# [Collected data entries]
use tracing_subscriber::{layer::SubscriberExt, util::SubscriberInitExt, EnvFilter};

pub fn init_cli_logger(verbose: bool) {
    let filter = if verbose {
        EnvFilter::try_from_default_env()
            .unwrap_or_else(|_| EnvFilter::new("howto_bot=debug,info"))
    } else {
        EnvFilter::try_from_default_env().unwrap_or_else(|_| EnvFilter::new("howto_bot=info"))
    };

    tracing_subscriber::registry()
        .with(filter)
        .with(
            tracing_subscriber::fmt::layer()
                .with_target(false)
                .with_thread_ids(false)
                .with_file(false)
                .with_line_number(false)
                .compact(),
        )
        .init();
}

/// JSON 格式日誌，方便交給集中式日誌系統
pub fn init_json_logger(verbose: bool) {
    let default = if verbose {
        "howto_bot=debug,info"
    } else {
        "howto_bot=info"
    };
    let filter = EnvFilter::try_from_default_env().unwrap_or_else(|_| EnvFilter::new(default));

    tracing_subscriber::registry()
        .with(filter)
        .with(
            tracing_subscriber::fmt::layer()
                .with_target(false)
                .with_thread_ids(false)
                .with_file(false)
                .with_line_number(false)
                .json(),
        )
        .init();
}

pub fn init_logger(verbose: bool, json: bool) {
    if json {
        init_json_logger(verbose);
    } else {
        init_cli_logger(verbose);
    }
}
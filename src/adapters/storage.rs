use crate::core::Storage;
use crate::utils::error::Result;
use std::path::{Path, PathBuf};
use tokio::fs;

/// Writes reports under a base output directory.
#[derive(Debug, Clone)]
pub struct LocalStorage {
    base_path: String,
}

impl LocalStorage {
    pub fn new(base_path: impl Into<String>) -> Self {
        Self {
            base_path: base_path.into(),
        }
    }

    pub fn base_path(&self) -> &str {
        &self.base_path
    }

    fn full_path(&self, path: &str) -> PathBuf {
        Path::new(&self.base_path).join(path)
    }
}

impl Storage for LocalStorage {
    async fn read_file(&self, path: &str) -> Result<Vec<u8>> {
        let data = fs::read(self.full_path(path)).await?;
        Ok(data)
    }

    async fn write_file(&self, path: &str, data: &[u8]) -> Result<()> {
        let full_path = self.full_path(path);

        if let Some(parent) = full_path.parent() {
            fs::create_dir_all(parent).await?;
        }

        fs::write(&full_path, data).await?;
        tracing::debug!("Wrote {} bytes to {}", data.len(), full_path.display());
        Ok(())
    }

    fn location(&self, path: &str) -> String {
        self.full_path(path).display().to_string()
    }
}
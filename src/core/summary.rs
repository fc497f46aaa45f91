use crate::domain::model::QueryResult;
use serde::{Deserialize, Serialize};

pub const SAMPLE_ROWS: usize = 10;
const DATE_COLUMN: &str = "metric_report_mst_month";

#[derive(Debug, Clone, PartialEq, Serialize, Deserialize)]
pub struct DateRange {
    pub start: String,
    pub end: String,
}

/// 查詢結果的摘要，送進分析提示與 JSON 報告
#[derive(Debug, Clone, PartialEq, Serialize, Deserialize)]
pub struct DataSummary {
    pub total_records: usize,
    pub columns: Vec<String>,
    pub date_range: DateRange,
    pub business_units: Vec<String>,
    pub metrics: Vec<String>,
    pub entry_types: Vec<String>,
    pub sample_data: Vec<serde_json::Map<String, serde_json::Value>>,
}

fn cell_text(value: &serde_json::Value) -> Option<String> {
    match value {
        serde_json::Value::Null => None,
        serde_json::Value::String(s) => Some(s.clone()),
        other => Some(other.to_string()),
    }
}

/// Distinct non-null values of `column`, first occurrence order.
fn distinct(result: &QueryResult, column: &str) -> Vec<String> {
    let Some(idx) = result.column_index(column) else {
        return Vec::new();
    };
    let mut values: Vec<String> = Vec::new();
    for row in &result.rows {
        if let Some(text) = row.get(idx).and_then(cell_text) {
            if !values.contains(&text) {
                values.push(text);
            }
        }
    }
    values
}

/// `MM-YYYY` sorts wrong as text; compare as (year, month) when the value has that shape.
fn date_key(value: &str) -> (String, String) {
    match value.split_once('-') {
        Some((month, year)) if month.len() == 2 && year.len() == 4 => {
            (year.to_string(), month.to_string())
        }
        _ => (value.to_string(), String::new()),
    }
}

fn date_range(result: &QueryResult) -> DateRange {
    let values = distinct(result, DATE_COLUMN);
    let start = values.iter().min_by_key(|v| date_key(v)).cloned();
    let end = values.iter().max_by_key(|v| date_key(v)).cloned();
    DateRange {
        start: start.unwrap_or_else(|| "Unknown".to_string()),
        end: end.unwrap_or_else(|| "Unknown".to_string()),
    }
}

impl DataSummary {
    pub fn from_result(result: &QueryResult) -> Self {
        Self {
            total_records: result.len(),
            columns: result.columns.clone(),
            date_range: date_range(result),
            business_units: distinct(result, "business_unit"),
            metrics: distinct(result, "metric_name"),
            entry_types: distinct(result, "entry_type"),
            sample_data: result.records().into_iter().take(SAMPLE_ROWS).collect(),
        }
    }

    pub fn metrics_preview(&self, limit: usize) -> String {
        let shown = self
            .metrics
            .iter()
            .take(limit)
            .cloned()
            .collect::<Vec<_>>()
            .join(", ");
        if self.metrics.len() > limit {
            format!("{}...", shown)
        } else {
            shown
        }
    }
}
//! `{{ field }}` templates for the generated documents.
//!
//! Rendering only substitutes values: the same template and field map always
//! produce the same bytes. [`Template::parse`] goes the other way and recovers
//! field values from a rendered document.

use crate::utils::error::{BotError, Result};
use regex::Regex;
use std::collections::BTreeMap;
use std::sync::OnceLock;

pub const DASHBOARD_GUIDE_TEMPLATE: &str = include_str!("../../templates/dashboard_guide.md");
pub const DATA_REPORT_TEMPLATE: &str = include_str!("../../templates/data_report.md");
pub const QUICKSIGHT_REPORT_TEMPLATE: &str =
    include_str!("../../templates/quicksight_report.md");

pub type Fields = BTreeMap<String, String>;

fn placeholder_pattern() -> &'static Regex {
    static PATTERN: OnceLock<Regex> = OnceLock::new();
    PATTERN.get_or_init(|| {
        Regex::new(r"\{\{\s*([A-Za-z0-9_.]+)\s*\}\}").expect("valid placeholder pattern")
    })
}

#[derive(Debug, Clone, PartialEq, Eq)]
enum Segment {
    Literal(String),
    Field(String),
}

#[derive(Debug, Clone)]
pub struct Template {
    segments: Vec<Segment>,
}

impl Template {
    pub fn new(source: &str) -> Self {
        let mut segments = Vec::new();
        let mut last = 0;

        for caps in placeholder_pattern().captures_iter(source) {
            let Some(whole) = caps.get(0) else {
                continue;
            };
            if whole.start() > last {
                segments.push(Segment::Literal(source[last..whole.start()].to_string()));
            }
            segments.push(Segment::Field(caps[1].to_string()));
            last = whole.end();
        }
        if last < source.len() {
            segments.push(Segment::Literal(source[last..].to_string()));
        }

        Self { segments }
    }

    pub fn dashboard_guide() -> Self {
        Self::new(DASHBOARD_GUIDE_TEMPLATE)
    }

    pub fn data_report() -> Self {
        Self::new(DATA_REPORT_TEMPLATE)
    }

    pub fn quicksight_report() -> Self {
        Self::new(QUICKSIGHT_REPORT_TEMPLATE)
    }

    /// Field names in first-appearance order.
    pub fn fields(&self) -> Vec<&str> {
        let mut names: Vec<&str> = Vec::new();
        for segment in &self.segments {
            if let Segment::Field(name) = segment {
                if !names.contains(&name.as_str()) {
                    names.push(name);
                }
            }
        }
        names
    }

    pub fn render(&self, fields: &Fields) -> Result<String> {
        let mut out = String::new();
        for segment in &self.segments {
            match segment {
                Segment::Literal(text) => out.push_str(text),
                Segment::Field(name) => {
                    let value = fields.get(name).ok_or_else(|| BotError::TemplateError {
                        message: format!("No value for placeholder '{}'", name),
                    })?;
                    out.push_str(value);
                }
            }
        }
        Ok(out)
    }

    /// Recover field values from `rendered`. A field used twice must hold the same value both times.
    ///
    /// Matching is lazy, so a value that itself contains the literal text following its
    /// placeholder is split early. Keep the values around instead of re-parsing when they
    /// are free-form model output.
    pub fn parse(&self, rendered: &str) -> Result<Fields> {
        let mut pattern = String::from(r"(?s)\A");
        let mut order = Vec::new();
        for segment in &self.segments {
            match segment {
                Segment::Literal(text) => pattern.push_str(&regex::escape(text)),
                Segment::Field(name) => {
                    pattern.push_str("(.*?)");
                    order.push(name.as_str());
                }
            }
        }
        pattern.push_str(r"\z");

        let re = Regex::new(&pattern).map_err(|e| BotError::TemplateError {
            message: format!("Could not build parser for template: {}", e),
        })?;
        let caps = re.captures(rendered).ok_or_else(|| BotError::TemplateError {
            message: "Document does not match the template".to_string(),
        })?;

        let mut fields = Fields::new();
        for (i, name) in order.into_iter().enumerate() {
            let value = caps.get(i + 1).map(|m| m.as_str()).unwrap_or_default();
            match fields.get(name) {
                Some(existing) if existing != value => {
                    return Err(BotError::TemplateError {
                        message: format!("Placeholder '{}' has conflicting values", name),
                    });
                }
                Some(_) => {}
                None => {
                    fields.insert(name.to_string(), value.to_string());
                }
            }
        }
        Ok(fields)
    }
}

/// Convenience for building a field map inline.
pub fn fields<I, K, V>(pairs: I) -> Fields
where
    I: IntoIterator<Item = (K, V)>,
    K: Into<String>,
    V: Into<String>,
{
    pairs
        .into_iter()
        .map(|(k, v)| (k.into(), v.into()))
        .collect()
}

# [What you need to do]
A complete answer reproduces every line of the records in which the word "crate" occurs.

# [Expected answer]
use crate::core::Storage;
use crate::utils::error::Result;
use crate::domain::model::QueryResult;
use crate::utils::error::{BotError, Result};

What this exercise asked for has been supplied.